Data Warehouse Optimization: Not All Data is Created Equal

Data Warehouse Optimization (DWO) is becoming a popular term that describes how an organization optimizes their data storage and processing for cost and performance while data volumes continue to grow from an ever increasing variety of data sources.

Data warehouses are reaching their capacity much too quickly as the demand for more data and more types of data are forcing IT organizations into very costly upgrades.  Further compounding the problem is that many organizations don’t have a strategy for managing the lifecycle of their data.  It is not uncommon for much of the data in a data warehouse to be unused or infrequently used or that too much compute capacity is consumed by extract-load-transform (ELT) processing.  This is sometimes the result of business requests for one off business reports that are no longer used or staging raw data in the data warehouse.  A large global bank’s data warehouse was exploding with 200TB of data forcing them to consider an upgrade that would cost $20 million.  They discovered that much of the data was no longer being used and could be archived to lower cost storage thereby avoiding the upgrade and saving millions.  This same bank continues to retire data monthly resulting in on-going savings of $2-3 million annually.  A large healthcare insurance company discovered that fewer than 2% of their ELT scripts were consuming 65% of their data warehouse CPU capacity.  This company is now looking at Hadoop as a staging platform to offload the storage of raw data and ELT processing freeing up their data warehouse to support the hundreds of concurrent business users.  A global media & entertainment company saw their data increase by 20x per year and the associated costs increase 3x within 6 months as they on-boarded more data such as web clickstream data from thousands of web sites and in-game telemetry data.

In this era of big data, not all data is created equal with most raw data originating from machine log files, social media, or years of original transaction data considered to be of lower value – at least until it has been prepared and refined for analysis.
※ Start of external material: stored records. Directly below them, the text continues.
//! Who is in a session, who only watches, and who holds the host seat.
//!
//! The registry owns the host invariant: the host is always an attached
//! participant. Detaching the host hands the seat to the earliest joiner
//! still present; detaching the last participant reports [`Detached::Emptied`]
//! so the caller can tear the session down.

use poker_core::ids::UserId;
use poker_core::{CoordinatorError, ParticipantView};

#[derive(Clone, Debug, PartialEq, Eq)]
pub struct Participant {
    pub user_id: UserId,
    pub is_observer: bool,
    /// Monotonic join sequence; lower joined earlier.
    pub join_order: u64,
}

/// Target of a host reassignment.
#[derive(Clone, Debug, PartialEq, Eq)]
pub enum HostChoice {
    To(UserId),
    /// Earliest joiner still present.
    Auto,
}

/// Result of removing a participant.
#[derive(Clone, Debug, PartialEq, Eq)]
pub enum Detached {
    /// The user was not attached; nothing changed.
    NotPresent,
    /// Removed; carries the new host when the host seat moved.
    Removed { new_host: Option<UserId> },
    /// The last participant left.
    Emptied,
}

#[derive(Clone, Debug)]
pub struct ParticipantRegistry {
    /// Kept in join order.
    participants: Vec<Participant>,
    host: UserId,
    next_order: u64,
}

impl ParticipantRegistry {
    /// Start a registry with its first participant, who becomes host.
    pub fn new(first: UserId) -> Self {
        Self {
            participants: vec![Participant {
                user_id: first.clone(),
                is_observer: false,
                join_order: 0,
            }],
            host: first,
            next_order: 1,
        }
    }

    /// Attach a user. Idempotent: re-attaching leaves the existing entry
    /// (observer flag, join order) untouched. Returns whether it was new.
    pub fn attach(&mut self, user_id: &UserId) -> bool {
        if self.contains(user_id) {
            return false;
        }
        self.participants.push(Participant {
            user_id: user_id.clone(),
            is_observer: false,
            join_order: self.next_order,
        });
        self.next_order += 1;
        true
    }

    pub fn detach(&mut self, user_id: &UserId) -> Detached {
        let Some(idx) = self.participants.iter().position(|p| &p.user_id == user_id) else {
            return Detached::NotPresent;
        };
        let _ = self.participants.remove(idx);
        if self.participants.is_empty() {
            return Detached::Emptied;
        }
        if &self.host == user_id {
            let new_host = self.reassign_host(HostChoice::Auto).ok().cloned();
            Detached::Removed { new_host }
        } else {
            Detached::Removed { new_host: None }
        }
    }

    pub fn set_observer(&mut self, user_id: &UserId, observer: bool) -> Result<(), CoordinatorError> {
        let participant = self
            .participants
            .iter_mut()
            .find(|p| &p.user_id == user_id)
            .ok_or_else(|| CoordinatorError::NotParticipant(user_id.to_string()))?;
        participant.is_observer = observer;
        Ok(())
    }

    pub fn reassign_host(&mut self, choice: HostChoice) -> Result<&UserId, CoordinatorError> {
        let target = match choice {
            HostChoice::To(user_id) => {
                if !self.contains(&user_id) {
                    return Err(CoordinatorError::invalid(format!(
                        "cannot hand host to {user_id}: not in this session"
                    )));
                }
                user_id
            }
            HostChoice::Auto => self
                .participants
                .first()
                .map(|p| p.user_id.clone())
                .ok_or_else(|| CoordinatorError::invalid("no participant left to host"))?,
        };
        self.host = target;
        Ok(&self.host)
    }

    pub fn host(&self) -> &UserId {
        &self.host
    }

    pub fn is_host(&self, user_id: &UserId) -> bool {
        &self.host == user_id
    }

    pub fn contains(&self, user_id: &UserId) -> bool {
        self.get(user_id).is_some()
    }

    pub fn get(&self, user_id: &UserId) -> Option<&Participant> {
        self.participants.iter().find(|p| &p.user_id == user_id)
    }

    /// Attached and not observing.
    pub fn is_voter(&self, user_id: &UserId) -> bool {
        self.get(user_id).is_some_and(|p| !p.is_observer)
    }

    pub fn len(&self) -> usize {
        self.participants.len()
    }

    pub fn is_empty(&self) -> bool {
        self.participants.is_empty()
    }

    pub fn iter(&self) -> impl Iterator<Item = &Participant> {
        self.participants.iter()
    }

    pub fn views(&self) -> Vec<ParticipantView> {
        self.participants
            .iter()
            .map(|p| ParticipantView {
                user_id: p.user_id.clone(),
                is_observer: p.is_observer,
                is_host: self.is_host(&p.user_id),
            })
            .collect()
    }
}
This raw data should be staged in Hadoop to reduce storage and data preparation costs while the data warehouse capacity should be reserved for refined, curated and frequently used datasets.  Therefore, it’s time to consider optimizing your data warehouse environment to lower costs, increase capacity, optimize performance, and establish an infrastructure that can support growing data volumes from a variety of data sources.  Informatica has a complete solution available for data warehouse optimization.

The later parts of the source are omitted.